== Material provided

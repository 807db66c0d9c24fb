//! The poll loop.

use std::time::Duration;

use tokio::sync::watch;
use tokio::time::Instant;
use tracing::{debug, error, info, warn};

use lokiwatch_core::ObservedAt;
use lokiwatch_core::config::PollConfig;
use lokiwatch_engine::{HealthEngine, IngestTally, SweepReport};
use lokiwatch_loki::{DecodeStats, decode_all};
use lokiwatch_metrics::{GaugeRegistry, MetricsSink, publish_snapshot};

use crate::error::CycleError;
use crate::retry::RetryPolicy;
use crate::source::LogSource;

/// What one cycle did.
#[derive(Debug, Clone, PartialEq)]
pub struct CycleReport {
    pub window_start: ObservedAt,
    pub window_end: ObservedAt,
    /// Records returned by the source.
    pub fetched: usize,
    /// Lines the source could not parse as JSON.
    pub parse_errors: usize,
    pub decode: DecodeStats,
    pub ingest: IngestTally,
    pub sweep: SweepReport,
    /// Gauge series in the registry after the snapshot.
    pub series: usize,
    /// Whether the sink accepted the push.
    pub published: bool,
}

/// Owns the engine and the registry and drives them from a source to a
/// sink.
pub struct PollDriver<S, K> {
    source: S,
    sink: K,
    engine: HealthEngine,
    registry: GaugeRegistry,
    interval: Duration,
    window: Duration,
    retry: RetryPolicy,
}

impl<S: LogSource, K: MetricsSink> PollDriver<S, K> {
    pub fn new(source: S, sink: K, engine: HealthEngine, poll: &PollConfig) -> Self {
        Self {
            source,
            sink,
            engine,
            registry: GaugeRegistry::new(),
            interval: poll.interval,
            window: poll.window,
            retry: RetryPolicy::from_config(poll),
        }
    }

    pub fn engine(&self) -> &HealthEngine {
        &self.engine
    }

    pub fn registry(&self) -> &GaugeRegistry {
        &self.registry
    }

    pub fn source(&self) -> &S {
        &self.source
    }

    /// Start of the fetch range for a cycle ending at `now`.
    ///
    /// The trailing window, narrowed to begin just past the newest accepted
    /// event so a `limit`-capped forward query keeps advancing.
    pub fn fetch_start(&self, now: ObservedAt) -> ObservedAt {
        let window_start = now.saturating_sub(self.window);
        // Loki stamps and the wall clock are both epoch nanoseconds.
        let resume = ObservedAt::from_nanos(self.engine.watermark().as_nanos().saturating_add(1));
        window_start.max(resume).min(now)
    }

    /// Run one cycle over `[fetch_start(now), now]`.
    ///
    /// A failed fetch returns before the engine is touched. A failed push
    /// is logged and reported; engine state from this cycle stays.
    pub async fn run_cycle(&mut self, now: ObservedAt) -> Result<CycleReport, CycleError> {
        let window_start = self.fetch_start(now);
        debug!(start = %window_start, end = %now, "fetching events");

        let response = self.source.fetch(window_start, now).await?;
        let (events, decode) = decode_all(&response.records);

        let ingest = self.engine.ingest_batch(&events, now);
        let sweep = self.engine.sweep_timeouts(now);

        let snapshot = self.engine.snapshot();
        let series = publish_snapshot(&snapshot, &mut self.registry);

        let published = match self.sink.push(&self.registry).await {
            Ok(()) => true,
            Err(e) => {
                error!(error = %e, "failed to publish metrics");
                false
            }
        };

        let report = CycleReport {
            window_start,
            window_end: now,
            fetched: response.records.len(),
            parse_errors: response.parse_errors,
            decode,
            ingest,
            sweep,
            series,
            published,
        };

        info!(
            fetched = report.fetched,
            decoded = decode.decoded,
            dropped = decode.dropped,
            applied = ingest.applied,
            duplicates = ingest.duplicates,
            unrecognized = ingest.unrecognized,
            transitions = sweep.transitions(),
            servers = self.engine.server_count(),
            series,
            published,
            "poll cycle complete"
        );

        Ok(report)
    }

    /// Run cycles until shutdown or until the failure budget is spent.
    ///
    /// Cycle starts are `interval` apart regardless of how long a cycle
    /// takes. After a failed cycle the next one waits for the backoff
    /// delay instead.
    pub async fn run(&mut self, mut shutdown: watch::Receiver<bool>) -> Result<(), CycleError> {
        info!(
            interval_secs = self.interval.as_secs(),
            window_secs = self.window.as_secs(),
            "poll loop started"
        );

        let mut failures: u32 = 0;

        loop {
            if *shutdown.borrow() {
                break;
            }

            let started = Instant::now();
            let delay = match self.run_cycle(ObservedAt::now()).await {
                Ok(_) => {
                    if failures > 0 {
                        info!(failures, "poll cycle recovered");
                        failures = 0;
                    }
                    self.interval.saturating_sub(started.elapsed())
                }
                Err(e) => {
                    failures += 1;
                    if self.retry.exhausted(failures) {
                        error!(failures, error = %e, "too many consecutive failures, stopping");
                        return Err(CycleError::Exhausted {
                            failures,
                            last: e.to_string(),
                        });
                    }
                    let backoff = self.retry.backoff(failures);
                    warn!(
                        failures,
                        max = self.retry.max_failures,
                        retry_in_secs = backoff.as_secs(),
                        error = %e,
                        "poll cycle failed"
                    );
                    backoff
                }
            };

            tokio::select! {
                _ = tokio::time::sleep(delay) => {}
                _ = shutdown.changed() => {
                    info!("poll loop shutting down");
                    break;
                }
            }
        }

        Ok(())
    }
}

====

What is expected: In the listing, find every line containing the word "CycleReport" and list it.

Exercise answer:
pub struct CycleReport {
    pub async fn run_cycle(&mut self, now: ObservedAt) -> Result<CycleReport, CycleError> {
        let report = CycleReport {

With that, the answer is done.